Até o momento, há duas vacinas
contra a dengue já aprovadas pela Anvisa. A Dengvaxia, da farmacêutica Sanofi
Pasteur, requer três aplicações e é indicada para pessoas de 9 a 45 anos que já
tiveram dengue. E a Qdenga, do laboratório Takeda, cuja aplicação no Brasil
deve começar agora em fevereiro para pessoas entre 4 e 60 anos
(independentemente do status sorológico). Neste caso, serão necessárias duas
doses para completar a imunização.
O esquema de dose única da
Butantan-DV traz vantagens logísticas e econômicas, afirmam os autores no
artigo. Confere proteção rápida para a população em caso de surto epidêmico ou
para pessoas sem imunidade que precisam viajar a locais onde a doença é
endêmica.
No Brasil, o vírus da dengue é
considerado hiperendêmico, ou seja, sua alta prevalência se mantém constante no
país ano após ano. Segundo o Ministério da Saúde, em 2023 foram registrados até
novembro 1,6 milhão de casos prováveis. Dados divulgados na última terça-feira
(30/01) apontam em 2024 um acumulado de 217.841 casos prováveis. Há ainda 15
mortes confirmadas este ano e outras 149 em investigação. Com base nos números,
a incidência calculada no país atualmente é de 107,1 casos para cada grupo de
100 mil habitantes, enquanto a taxa de letalidade da doença está em 0,9%.
Benefícios
secundários
A vacina tetravalente contra a
dengue começou a ser desenvolvida no Instituto Butantan em 2010 com apoio da
FAPESP, a partir de uma formulação criada por pesquisadores vinculados ao
National Institutes of Health (NIH), dos Estados Unidos. Os ensaios clínicos
começaram no Brasil em 2013, com apoio da Fundação Butantan e do Banco Nacional
de Desenvolvimento Econômico e Social (BNDES), no âmbito do projeto
"Desenvolvimento de uma vacina tetravalente contra a dengue",
coordenado por Neuza Frazatti Gallina, que recebeu em 2023 o Prêmio Péter
Murányi (leia mais em: agencia.fapesp.br/40817).
Esta terceira fase da pesquisa, que deve ser concluída em junho, é
possivelmente o maior ensaio clínico de uma vacina já feito exclusivamente no
país.
“O custo da dengue é absurdo no
Brasil e a expectativa é que a vacina reduza a mortalidade e as hospitalizações
pela doença. Então, o investimento feito pelo governo brasileiro no
desenvolvimento do imunizante nacional, na casa das centenas de milhões de
reais, terá um impacto enorme em termos de saúde pública”, avalia Nogueira.
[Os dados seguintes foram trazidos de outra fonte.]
use chrono::{DateTime, Utc};
use serde::{Deserialize, Serialize};

/// Persisted result of one transcription or diarization request.
///
/// Created by the transcription service on success, immutable afterwards
/// except for deletion.
#[derive(Debug, Clone, Serialize, Deserialize)]
pub struct TranscriptionRecord {
    /// Server-assigned opaque id
    pub id: String,

    /// Final transcript, speaker-labeled for diarized requests
    pub text: String,

    /// Unlabeled transcript, present only for diarized results
    #[serde(default, skip_serializing_if = "Option::is_none")]
    pub original_text: Option<String>,

    /// Public URL of the stored audio blob, empty if storage failed
    pub audio_url: String,

    pub created_at: DateTime<Utc>,

    /// Spoken duration reported by the speech-to-text capability
    pub duration_seconds: f64,

    /// Labeling tokens spent (0 for plain transcription)
    pub tokens_expended: u64,

    /// Estimated total cost of the request
    pub usd_expended: f64,

    /// Distinct configured labels present in the final text
    #[serde(default, skip_serializing_if = "Option::is_none")]
    pub speaker_count: Option<usize>,
}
“Além disso, há benefícios secundários que já podemos observar. Esse mesmo
grupo que fez o estudo agora publicado fez o ensaio clínico da CoronaVac
durante a pandemia de COVID-19. A gente já estava preparado. A formação dessa
rede de pesquisa em vacinas é um patrimônio que o governo brasileiro tem de
manter, porque isso permite responder muito rapidamente a outras necessidades
que venham a surgir no futuro.
O artigo Live,
Attenuated, Tetravalent Butantan-Dengue Vaccine in Children and Adults pode
ser lido em: www.nejm.org/doi/full/10.1056/NEJMoa2301790?query=featured_home.